(Exercise material Opens)

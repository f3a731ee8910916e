//! Presence registry: who is connected, and where.
//!
//! Two independent directories map a user identity to the connection handle
//! currently serving it: the hall (pre-match lobby) and the room (an active
//! match context). The directories know nothing about each other; whether a
//! user may occupy both at once is the game logic's business.
//!
//! The registry is process-lifetime state with no persistence. A restart
//! loses all presence.

use crate::db::UserId;
use crate::protocol::ServerReply;
use dashmap::DashMap;
use tokio::sync::mpsc;

/// Send half of a live connection's outgoing queue.
///
/// Clonable and non-owning: the connection task owns the socket, and sends
/// fail once that task has exited.
pub type ConnectionHandle = mpsc::Sender<ServerReply>;

/// One presence directory.
///
/// Shard locks are held only for the body of each operation and never
/// across an await point.
#[derive(Default)]
pub struct Directory {
    entries: DashMap<UserId, ConnectionHandle>,
}

impl Directory {
    /// Insert or overwrite the mapping for `uid`.
    ///
    /// A user entering twice keeps only the latest handle; the previous
    /// connection is neither closed nor notified.
    pub fn enter(&self, uid: UserId, handle: ConnectionHandle) {
        self.entries.insert(uid, handle);
    }

    /// Remove the mapping for `uid`. A no-op when absent.
    pub fn exit(&self, uid: UserId) {
        self.entries.remove(&uid);
    }

    /// Whether `uid` currently has an entry.
    pub fn contains(&self, uid: UserId) -> bool {
        self.entries.contains_key(&uid)
    }

    /// Current handle for `uid`, if present.
    ///
    /// The handle is only as live as the connection behind it: a close may
    /// race with the caller, so a send on the returned handle must tolerate
    /// failure. Absence means "cannot message this user", not an error.
    pub fn lookup(&self, uid: UserId) -> Option<ConnectionHandle> {
        self.entries.get(&uid).map(|entry| entry.value().clone())
    }

    /// Number of users present.
    pub fn len(&self) -> usize {
        self.entries.len()
    }

    pub fn is_empty(&self) -> bool {
        self.entries.is_empty()
    }
}

/// The hall and room directories, constructed once at startup and handed to
/// the connection router.
#[derive(Default)]
pub struct PresenceRegistry {
    hall: Directory,
    room: Directory,
}

impl PresenceRegistry {
    pub fn new() -> Self {
        Self::default()
    }

    pub fn hall(&self) -> &Directory {
        &self.hall
    }

    pub fn room(&self) -> &Directory {
        &self.room
    }

    /// Drop `uid` from both directories. Used on connection close, where
    /// the user may be in the hall, a room, both, or neither; removal is
    /// idempotent either way.
    pub fn evict(&self, uid: UserId) {
        self.hall.exit(uid);
        self.room.exit(uid);
    }
}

(Exercise material Closes)

* [Your objective]: Would you output the entire listing exactly as written?

* [Written answer]:
repository f3a731ee8910916e
//! Presence registry: who is connected, and where.
//!
//! Two independent directories map a user identity to the connection handle
//! currently serving it: the hall (pre-match lobby) and the room (an active
//! match context). The directories know nothing about each other; whether a
//! user may occupy both at once is the game logic's business.
//!
//! The registry is process-lifetime state with no persistence. A restart
//! loses all presence.

use crate::db::UserId;
use crate::protocol::ServerReply;
use dashmap::DashMap;
use tokio::sync::mpsc;

/// Send half of a live connection's outgoing queue.
///
/// Clonable and non-owning: the connection task owns the socket, and sends
/// fail once that task has exited.
pub type ConnectionHandle = mpsc::Sender<ServerReply>;

/// One presence directory.
///
/// Shard locks are held only for the body of each operation and never
/// across an await point.
#[derive(Default)]
pub struct Directory {
    entries: DashMap<UserId, ConnectionHandle>,
}

impl Directory {
    /// Insert or overwrite the mapping for `uid`.
    ///
    /// A user entering twice keeps only the latest handle; the previous
    /// connection is neither closed nor notified.
    pub fn enter(&self, uid: UserId, handle: ConnectionHandle) {
        self.entries.insert(uid, handle);
    }

    /// Remove the mapping for `uid`. A no-op when absent.
    pub fn exit(&self, uid: UserId) {
        self.entries.remove(&uid);
    }

    /// Whether `uid` currently has an entry.
    pub fn contains(&self, uid: UserId) -> bool {
        self.entries.contains_key(&uid)
    }

    /// Current handle for `uid`, if present.
    ///
    /// The handle is only as live as the connection behind it: a close may
    /// race with the caller, so a send on the returned handle must tolerate
    /// failure. Absence means "cannot message this user", not an error.
    pub fn lookup(&self, uid: UserId) -> Option<ConnectionHandle> {
        self.entries.get(&uid).map(|entry| entry.value().clone())
    }

    /// Number of users present.
    pub fn len(&self) -> usize {
        self.entries.len()
    }

    pub fn is_empty(&self) -> bool {
        self.entries.is_empty()
    }
}

/// The hall and room directories, constructed once at startup and handed to
/// the connection router.
#[derive(Default)]
pub struct PresenceRegistry {
    hall: Directory,
    room: Directory,
}

impl PresenceRegistry {
    pub fn new() -> Self {
        Self::default()
    }

    pub fn hall(&self) -> &Directory {
        &self.hall
    }

    pub fn room(&self) -> &Directory {
        &self.room
    }

    /// Drop `uid` from both directories. Used on connection close, where
    /// the user may be in the hall, a room, both, or neither; removal is
    /// idempotent either way.
    pub fn evict(&self, uid: UserId) {
        self.hall.exit(uid);
        self.room.exit(uid);
    }
}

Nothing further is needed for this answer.